Luc & Jean-Pierre Dardenne: « Pour inventer un personnage, il faut l’aimer »
Les frères les plus célèbres du cinéma belge font leur retour avec Tori et Lokita, chronique contemporaine sur deux enfants migrants, auréolée du prix anniversaire du 75e Festival de Cannes. Par Juliette Goudot.

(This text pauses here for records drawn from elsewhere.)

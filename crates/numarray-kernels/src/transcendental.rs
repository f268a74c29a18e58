//! Unary elementwise functions with whole-array domain promotion
//!
//! Real inputs are evaluated by the real kernel unless *any* evaluated
//! element lies outside the function's real domain (`asin`, `acos`, `atanh`
//! need |x| ≤ 1, `acosh` needs x ≥ 1, `sqrt` needs x ≥ 0). In that case the
//! whole array is widened to complex, keeping its structure, and evaluated by
//! the complex kernel. Results never mix real and complex elements.
//!
//! On sparse inputs, functions with f(0) = 0 keep the input's pattern and only
//! evaluate stored values. The rest (`cos`, `cosh`, `exp`, `acos`, `acosh`)
//! produce a dense result over every element.

use crate::kernel::{typed_operand, Kernel};
use crate::operation::Operation;
use num_complex::Complex64;
use numarray_core::{
    DenseMatrix, Domain, Element, ExecutionContext, Matrix, MatrixRef, NumericArray, Result,
};
use serde::{Deserialize, Serialize};

/// Elementwise scalar function
#[derive(Clone, Copy, Debug, PartialEq, Eq, Hash, Serialize, Deserialize)]
#[serde(rename_all = "lowercase")]
pub enum UnaryFunction {
    Uminus,
    Sin,
    Cos,
    Tan,
    Sinh,
    Cosh,
    Tanh,
    Exp,
    Asin,
    Acos,
    Atan,
    Asinh,
    Acosh,
    Atanh,
    Sqrt,
}

impl UnaryFunction {
    pub const ALL: [UnaryFunction; 15] = [
        UnaryFunction::Uminus,
        UnaryFunction::Sin,
        UnaryFunction::Cos,
        UnaryFunction::Tan,
        UnaryFunction::Sinh,
        UnaryFunction::Cosh,
        UnaryFunction::Tanh,
        UnaryFunction::Exp,
        UnaryFunction::Asin,
        UnaryFunction::Acos,
        UnaryFunction::Atan,
        UnaryFunction::Asinh,
        UnaryFunction::Acosh,
        UnaryFunction::Atanh,
        UnaryFunction::Sqrt,
    ];

    pub fn name(self) -> &'static str {
        self.operation().name()
    }

    pub const fn operation(self) -> Operation {
        match self {
            UnaryFunction::Uminus => Operation::Uminus,
            UnaryFunction::Sin => Operation::Sin,
            UnaryFunction::Cos => Operation::Cos,
            UnaryFunction::Tan => Operation::Tan,
            UnaryFunction::Sinh => Operation::Sinh,
            UnaryFunction::Cosh => Operation::Cosh,
            UnaryFunction::Tanh => Operation::Tanh,
            UnaryFunction::Exp => Operation::Exp,
            UnaryFunction::Asin => Operation::Asin,
            UnaryFunction::Acos => Operation::Acos,
            UnaryFunction::Atan => Operation::Atan,
            UnaryFunction::Asinh => Operation::Asinh,
            UnaryFunction::Acosh => Operation::Acosh,
            UnaryFunction::Atanh => Operation::Atanh,
            UnaryFunction::Sqrt => Operation::Sqrt,
        }
    }

    #[inline]
    pub fn real(self, x: f64) -> f64 {
        match self {
            UnaryFunction::Uminus => -x,
            UnaryFunction::Sin => x.sin(),
            UnaryFunction::Cos => x.cos(),
            UnaryFunction::Tan => x.tan(),
            UnaryFunction::Sinh => x.sinh(),
            UnaryFunction::Cosh => x.cosh(),
            UnaryFunction::Tanh => x.tanh(),
            UnaryFunction::Exp => x.exp(),
            UnaryFunction::Asin => x.asin(),
            UnaryFunction::Acos => x.acos(),
            UnaryFunction::Atan => x.atan(),
            UnaryFunction::Asinh => x.asinh(),
            UnaryFunction::Acosh => x.acosh(),
            UnaryFunction::Atanh => x.atanh(),
            UnaryFunction::Sqrt => x.sqrt(),
        }
    }

    #[inline]
    pub fn complex(self, z: Complex64) -> Complex64 {
        match self {
            UnaryFunction::Uminus => -z,
            UnaryFunction::Sin => z.sin(),
            UnaryFunction::Cos => z.cos(),
            UnaryFunction::Tan => z.tan(),
            UnaryFunction::Sinh => z.sinh(),
            UnaryFunction::Cosh => z.cosh(),
            UnaryFunction::Tanh => z.tanh(),
            UnaryFunction::Exp => z.exp(),
            UnaryFunction::Asin => z.asin(),
            UnaryFunction::Acos => z.acos(),
            UnaryFunction::Atan => z.atan(),
            UnaryFunction::Asinh => z.asinh(),
            UnaryFunction::Acosh => z.acosh(),
            UnaryFunction::Atanh => z.atanh(),
            UnaryFunction::Sqrt => z.sqrt(),
        }
    }

    /// True if the real result at `x` is not real-valued
    ///
    /// NaN never triggers promotion.
    #[inline]
    pub fn leaves_real_domain(self, x: f64) -> bool {
        match self {
            UnaryFunction::Asin | UnaryFunction::Acos | UnaryFunction::Atanh => x.abs() > 1.0,
            UnaryFunction::Acosh => x < 1.0,
            UnaryFunction::Sqrt => x < 0.0,
            _ => false,
        }
    }

    /// Whether the real domain is a strict subset of the reals
    pub const fn has_restricted_domain(self) -> bool {
        matches!(
            self,
            UnaryFunction::Asin
                | UnaryFunction::Acos
                | UnaryFunction::Atanh
                | UnaryFunction::Acosh
                | UnaryFunction::Sqrt
        )
    }

    /// f(0) = 0, so a sparse input keeps its pattern
    pub const fn preserves_zero(self) -> bool {
        !matches!(
            self,
            UnaryFunction::Cos
                | UnaryFunction::Cosh
                | UnaryFunction::Exp
                | UnaryFunction::Acos
                | UnaryFunction::Acosh
        )
    }
}

/// Kernel for one unary function in one domain
#[derive(Clone, Copy, Debug)]
pub struct UnaryKernel {
    function: UnaryFunction,
    domain: Domain,
}

impl UnaryKernel {
    pub fn new(function: UnaryFunction, domain: Domain) -> Self {
        Self { function, domain }
    }

    pub fn function(&self) -> UnaryFunction {
        self.function
    }
}

impl Kernel for UnaryKernel {
    fn operation(&self) -> Operation {
        self.function.operation()
    }

    fn eval(&self, ctx: &ExecutionContext, operands: &[&NumericArray]) -> Result<NumericArray> {
        let operation = self.operation();
        match self.domain {
            Domain::Real => {
                let input = typed_operand::<f64>(operation, operands, 0)?;
                apply_real(ctx, self.function, input)
            }
            Domain::Complex => {
                let input = typed_operand::<Complex64>(operation, operands, 0)?;
                Ok(Complex64::wrap(apply_complex(ctx, self.function, input)?))
            }
        }
    }
}

/// Evaluate `function` on a real array, promoting the whole array to complex
/// when any evaluated element leaves the real domain
pub fn apply_real(
    ctx: &ExecutionContext,
    function: UnaryFunction,
    input: MatrixRef<'_, f64>,
) -> Result<NumericArray> {
    if function.has_restricted_domain() && needs_promotion(function, input) {
        tracing::debug!(
            function = function.name(),
            shape = %input.shape(),
            "promoting to complex domain"
        );
        let promoted = match input {
            MatrixRef::Scalar(v) => Matrix::Scalar(v.to_complex()),
            MatrixRef::Dense(d) => Matrix::Dense(d.to_complex()),
            MatrixRef::Sparse(s) => Matrix::Sparse(s.to_complex()),
        };
        let view = match &promoted {
            Matrix::Scalar(v) => MatrixRef::Scalar(*v),
            Matrix::Dense(d) => MatrixRef::Dense(d),
            Matrix::Sparse(s) => MatrixRef::Sparse(s),
        };
        return apply_complex(ctx, function, view).map(Complex64::wrap);
    }
    evaluate(ctx, function.preserves_zero(), input, |x| function.real(x)).map(f64::wrap)
}

/// Evaluate `function` on a complex array
pub fn apply_complex(
    ctx: &ExecutionContext,
    function: UnaryFunction,
    input: MatrixRef<'_, Complex64>,
) -> Result<Matrix<Complex64>> {
    evaluate(ctx, function.preserves_zero(), input, |z| function.complex(z))
}

/// Scan every element the function will evaluate
fn needs_promotion(function: UnaryFunction, input: MatrixRef<'_, f64>) -> bool {
    let out = |x: &f64| function.leaves_real_domain(*x);
    match input {
        MatrixRef::Scalar(v) => out(&v),
        MatrixRef::Dense(d) => d.data().iter().any(out),
        MatrixRef::Sparse(s) => {
            s.data().iter().any(out)
                || (!function.preserves_zero() && out(&0.0) && s.has_implicit_zeros())
        }
    }
}

fn evaluate<T: Element>(
    ctx: &ExecutionContext,
    preserves_zero: bool,
    input: MatrixRef<'_, T>,
    f: impl Fn(T) -> T + Sync + Send,
) -> Result<Matrix<T>> {
    match input {
        MatrixRef::Scalar(v) => Ok(Matrix::Scalar(f(v))),
        MatrixRef::Dense(d) => map_dense(ctx, d, f).map(Matrix::Dense),
        MatrixRef::Sparse(s) if preserves_zero => {
            let columns = ctx.execute_batch(s.cols(), s.nnz(), |c| {
                s.column(c).1.iter().map(|&v| f(v)).collect::<Vec<T>>()
            });
            s.with_values(columns.concat()).map(Matrix::Sparse)
        }
        MatrixRef::Sparse(s) => map_dense(ctx, &s.to_dense()?, f).map(Matrix::Dense),
    }
}

fn map_dense<T: Element>(
    ctx: &ExecutionContext,
    d: &DenseMatrix<T>,
    f: impl Fn(T) -> T + Sync + Send,
) -> Result<DenseMatrix<T>> {
    let columns = ctx.execute_batch(d.cols(), d.len(), |c| {
        d.column(c).iter().map(|&v| f(v)).collect::<Vec<T>>()
    });
    DenseMatrix::new(columns.concat(), d.rows(), d.cols())
}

Les Dardenne font leur cinéma
On rencontre Luc et Jean-Pierre Dardenne quelques semaines après leur participation devenue rituelle au Festival de Cannes (la 9e depuis La Promesse qui révélait Jérémie Renier à la Quinzaine des réalisateurs en 1996), similaires et pourtant différents, s’exprimant avec mesure et espièglerie, l’un ajoutant un mot que l’autre reprend, avec ce regard éthique qui les caractérise. Cinéastes de la précarité et des êtres empêchés par le destin, ils abordent des sujets sociaux implantés dans les abords industriels de la région liégeoise où ils naissent au début des années 1950, à trois ans d’écart (Jean-Pierre est l’aîné). Leurs héroïnes s’appellent Rosetta (première Palme d’or en 1999), Lorna, Sonia, Sandra (Marion Cotillard dans Deux jours, une nuit), leurs héros sont des gamins en devenir, du Jeune Ahmed aux trop jeunes parents de L’Enfant (deuxième Palme d’or en 2005) ou aux jeunes migrants de Tori et Lokita. Caméra au poing, les Dardenne continuent d’explorer les passages les plus escarpés de nos existences et de croire plus que tout au cinéma.
Après deux Palmes d’or, plusieurs prix (interprétation, scénario, mise en scène, prix du jury ou prix spéciaux), seriez-vous d’accord pour dire qu’entre vous et le Festival de Cannes, c’est une histoire d’amour ?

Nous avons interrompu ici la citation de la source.